Stored dataset items
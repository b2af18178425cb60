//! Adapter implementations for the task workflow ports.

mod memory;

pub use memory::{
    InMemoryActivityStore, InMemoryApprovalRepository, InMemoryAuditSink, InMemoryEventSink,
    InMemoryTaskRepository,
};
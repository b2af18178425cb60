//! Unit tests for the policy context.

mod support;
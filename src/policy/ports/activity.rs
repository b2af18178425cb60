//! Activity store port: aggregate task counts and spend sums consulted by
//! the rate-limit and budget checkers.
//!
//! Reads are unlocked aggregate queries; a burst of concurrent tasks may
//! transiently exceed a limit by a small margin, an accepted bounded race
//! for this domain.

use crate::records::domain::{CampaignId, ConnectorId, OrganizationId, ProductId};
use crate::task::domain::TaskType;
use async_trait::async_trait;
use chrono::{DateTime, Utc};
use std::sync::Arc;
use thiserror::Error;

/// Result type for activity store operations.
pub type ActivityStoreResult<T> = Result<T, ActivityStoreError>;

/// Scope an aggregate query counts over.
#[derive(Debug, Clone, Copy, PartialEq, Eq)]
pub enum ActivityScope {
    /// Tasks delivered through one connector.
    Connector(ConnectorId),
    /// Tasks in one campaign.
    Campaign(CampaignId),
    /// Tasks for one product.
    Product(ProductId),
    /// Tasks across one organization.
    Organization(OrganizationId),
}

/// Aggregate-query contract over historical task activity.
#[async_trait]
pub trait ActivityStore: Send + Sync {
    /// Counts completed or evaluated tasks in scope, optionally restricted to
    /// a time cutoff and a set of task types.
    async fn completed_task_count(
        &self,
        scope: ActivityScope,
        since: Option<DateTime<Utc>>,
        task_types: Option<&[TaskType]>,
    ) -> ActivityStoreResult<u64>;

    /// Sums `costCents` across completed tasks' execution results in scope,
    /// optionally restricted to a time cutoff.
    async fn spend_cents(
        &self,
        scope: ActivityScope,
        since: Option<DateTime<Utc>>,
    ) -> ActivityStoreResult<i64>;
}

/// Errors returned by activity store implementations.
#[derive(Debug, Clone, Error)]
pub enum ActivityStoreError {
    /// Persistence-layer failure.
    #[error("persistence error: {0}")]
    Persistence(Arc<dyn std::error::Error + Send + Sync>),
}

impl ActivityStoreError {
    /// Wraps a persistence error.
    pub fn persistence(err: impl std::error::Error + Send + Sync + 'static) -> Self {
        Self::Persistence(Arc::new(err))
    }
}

## To do
All that is wanted is the stretch of lines above from the one containing "mod memory;" through the one containing "filename src/policy/ports/activity.rs", duplicated exactly.

## Problem solution
mod memory;

pub use memory::{
    InMemoryActivityStore, InMemoryApprovalRepository, InMemoryAuditSink, InMemoryEventSink,
    InMemoryTaskRepository,
};
repository b2af18178425cb60
//! Unit tests for the policy context.

mod support;
filename src/policy/ports/activity.rs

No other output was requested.